Dataset excerpts:
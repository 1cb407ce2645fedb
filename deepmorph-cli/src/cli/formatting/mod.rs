// Formatting and display functionality
pub mod output;
pub mod report;
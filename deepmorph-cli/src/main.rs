use clap::Parser;
use colored::*;
use std::process;
use tracing_subscriber::EnvFilter;

mod cli;

use crate::cli::{Cli, Commands};
use deepmorph_core::DeepmorphError;

fn main() {
    let cli = Cli::parse();
    init_logging(cli.verbose);

    if let Err(e) = run(cli) {
        eprintln!("{} {:#}", "Error:".red().bold(), e);

        // Use appropriate exit codes based on error type
        let exit_code = match e.downcast_ref::<DeepmorphError>() {
            Some(DeepmorphError::Configuration(_)) => 2,
            Some(DeepmorphError::Io(_)) => 3,
            Some(DeepmorphError::Parse(_)) => 4,
            Some(DeepmorphError::InvalidInput(_)) => 5,
            _ => 1,
        };
        process::exit(exit_code);
    }
}

/// RUST_LOG wins, then `-v`/`-vv`, then DEEPMORPH_LOG, then `warn`.
/// Logs go to stderr so JSON on stdout stays parseable.
fn init_logging(verbose: u8) {
    let log_level = match verbose {
        0 => std::env::var("DEEPMORPH_LOG").unwrap_or_else(|_| "warn".to_string()),
        1 => "info".to_string(),
        _ => "debug".to_string(),
    };

    tracing_subscriber::fmt()
        .with_writer(std::io::stderr)
        .with_env_filter(
            EnvFilter::try_from_default_env().unwrap_or_else(|_| EnvFilter::new(&log_level)),
        )
        .init();
}

fn run(cli: Cli) -> anyhow::Result<()> {
    if cli.threads > 0 {
        rayon::ThreadPoolBuilder::new()
            .num_threads(cli.threads)
            .build_global()?;
    }

    let config = cli.config.as_deref();

    match cli.command {
        Commands::Analyze(args) => crate::cli::commands::analyze::run(args, config),
        Commands::Metrics(args) => crate::cli::commands::metrics::run(args, config),
        Commands::Catalog(args) => crate::cli::commands::catalog::run(args, config),
        Commands::Config { command } => crate::cli::commands::config::run(command, config),
    }
}
//! Search and pagination for list requests.

use crate::error::BackofficeError;

/// Parameters of a list request: an optional search term and a 1-based page number.
#[derive(Debug, Clone, PartialEq, Eq, serde::Serialize, serde::Deserialize)]
#[serde(default)]
pub struct ListQuery {
    pub q: Option<String>,
    pub page: u32,
}

impl Default for ListQuery {
    fn default() -> Self {
        ListQuery { q: None, page: 1 }
    }
}

impl ListQuery {
    pub fn search(q: impl Into<String>) -> Self {
        ListQuery { q: Some(q.into()), page: 1 }
    }

    pub fn page(mut self, page: u32) -> Self {
        self.page = page;
        self
    }

    /// The search term, lowercased, or `None` when blank.
    pub fn needle(&self) -> Option<String> {
        self.q
            .as_deref()
            .map(str::trim)
            .filter(|q| !q.is_empty())
            .map(str::to_lowercase)
    }
}

/// Case-insensitive substring match of a lowercased `needle` against any of `fields`.
pub fn matches_any<'a>(needle: &str, fields: impl IntoIterator<Item = &'a str>) -> bool {
    fields.into_iter().any(|f| f.to_lowercase().contains(needle))
}

/// One page of a listing.
#[derive(Debug, Clone, PartialEq, Eq, serde::Serialize)]
pub struct Page<T> {
    pub items: Vec<T>,
    /// 1-based page number.
    pub number: u32,
    pub num_pages: u32,
    /// Matching rows across all pages.
    pub total: usize,
}

impl<T> Page<T> {
    pub fn has_next(&self) -> bool {
        self.number < self.num_pages
    }

    pub fn has_previous(&self) -> bool {
        self.number > 1
    }

    /// Every row on a single page, for unpaginated listings.
    pub fn single(items: Vec<T>) -> Self {
        let total = items.len();
        Page { items, number: 1, num_pages: 1, total }
    }
}

/// Slices `rows` into the requested page.
///
/// An empty listing still has page 1. Page 0 and pages past the end are rejected.
pub fn paginate<T>(rows: Vec<T>, page: u32, page_size: usize) -> Result<Page<T>, BackofficeError> {
    let total = rows.len();
    let size = page_size.max(1);
    let num_pages = total.div_ceil(size).max(1) as u32;
    if page == 0 || page > num_pages {
        return Err(BackofficeError::InvalidPage(page));
    }
    let start = (page as usize - 1) * size;
    let items = rows.into_iter().skip(start).take(size).collect();
    Ok(Page { items, number: page, num_pages, total })
}

#[cfg(test)]
mod tests {
    use super::*;

    #[test]
    fn paginates_in_fixed_size_pages() {
        let rows: Vec<u32> = (1..=23).collect();
        let page = paginate(rows.clone(), 3, 10).unwrap();
        assert_eq!(page.items, vec![21, 22, 23]);
        assert_eq!(page.num_pages, 3);
        assert_eq!(page.total, 23);
        assert!(!page.has_next());
        assert!(page.has_previous());
        assert!(matches!(paginate(rows.clone(), 4, 10), Err(BackofficeError::InvalidPage(4))));
        assert!(matches!(paginate(rows, 0, 10), Err(BackofficeError::InvalidPage(0))));
    }

    #[test]
    fn empty_listing_has_one_page() {
        let page = paginate(Vec::<u32>::new(), 1, 10).unwrap();
        assert!(page.items.is_empty());
        assert_eq!(page.num_pages, 1);
        assert!(paginate(Vec::<u32>::new(), 2, 10).is_err());
    }

    #[test]
    fn needle_is_trimmed_and_lowercased() {
        assert_eq!(ListQuery::search("  Cancún ").needle().as_deref(), Some("cancún"));
        assert_eq!(ListQuery::search("   ").needle(), None);
        assert_eq!(ListQuery::default().needle(), None);
        assert!(matches_any("lima", ["Trip to LIMA", "x"]));
        assert!(!matches_any("lima", ["Cusco"]));
    }
}
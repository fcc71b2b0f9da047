//! Customer relationship records: clients and the interactions logged with them.

use chrono::{DateTime, Utc};

use crate::types::RecordId;

#[derive(Debug, Clone, PartialEq, Eq, serde::Serialize, serde::Deserialize)]
pub struct Client {
    pub id: RecordId,
    pub name: String,
    /// Unique across clients.
    pub email: String,
    /// Exactly ten digits when present.
    pub phone: Option<String>,
    pub address: Option<String>,
    pub preferences: Option<String>,
    pub registered_at: DateTime<Utc>,
}

#[derive(Debug, Clone, Copy, Default, PartialEq, Eq, Hash, serde::Serialize, serde::Deserialize)]
pub enum InteractionKind {
    #[default]
    Call,
    Email,
    Meeting,
}

impl InteractionKind {
    pub fn label(self) -> &'static str {
        match self {
            InteractionKind::Call => "Call",
            InteractionKind::Email => "Email",
            InteractionKind::Meeting => "Meeting",
        }
    }
}

/// A contact between an employee and a client. Listed newest first.
#[derive(Debug, Clone, PartialEq, Eq, serde::Serialize, serde::Deserialize)]
pub struct Interaction {
    pub id: RecordId,
    pub client: RecordId,
    pub employee: RecordId,
    pub kind: InteractionKind,
    pub at: DateTime<Utc>,
    pub notes: Option<String>,
}
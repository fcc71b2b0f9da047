#![no_main]

use arbitrary::Arbitrary;
use libfuzzer_sys::fuzz_target;
use voyage_core::{authorize, Action, Anonymous, Decision, PermissionId, PermissionSet, RecordId, ResourceKind, User};

#[derive(Debug, Arbitrary)]
struct Input {
    authenticated: bool,
    superuser: bool,
    granted: Vec<(u8, u8)>,
    required: Option<(u8, u8)>,
}

fn permission((action, resource): (u8, u8)) -> PermissionId {
    PermissionId::new(
        Action::ALL[action as usize % Action::ALL.len()],
        ResourceKind::ALL[resource as usize % ResourceKind::ALL.len()],
    )
}

fuzz_target!(|input: Input| {
    let required = input.required.map(permission);
    if !input.authenticated {
        assert_eq!(authorize(&Anonymous, required.as_ref()), Decision::RedirectToLogin);
        return;
    }
    let permissions: PermissionSet = input.granted.iter().copied().map(permission).collect();
    let user = User {
        id: RecordId(1),
        email: "fuzz@agency.test".into(),
        superuser: input.superuser,
        permissions,
    };
    let decision = authorize(&user, required.as_ref());
    assert_ne!(decision, Decision::RedirectToLogin);
    let expected = input.superuser || required.map(|p| user.permissions.contains(&p)).unwrap_or(true);
    assert_eq!(decision.is_proceed(), expected);
});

• _TASK OBJECTIVE_: Go through the records. Copy each line where "struct" appears.

• _OUTPUT OF THE EXERCISE_:
pub struct ListQuery {
pub struct Page<T> {
pub struct Client {
pub struct Interaction {
struct Input {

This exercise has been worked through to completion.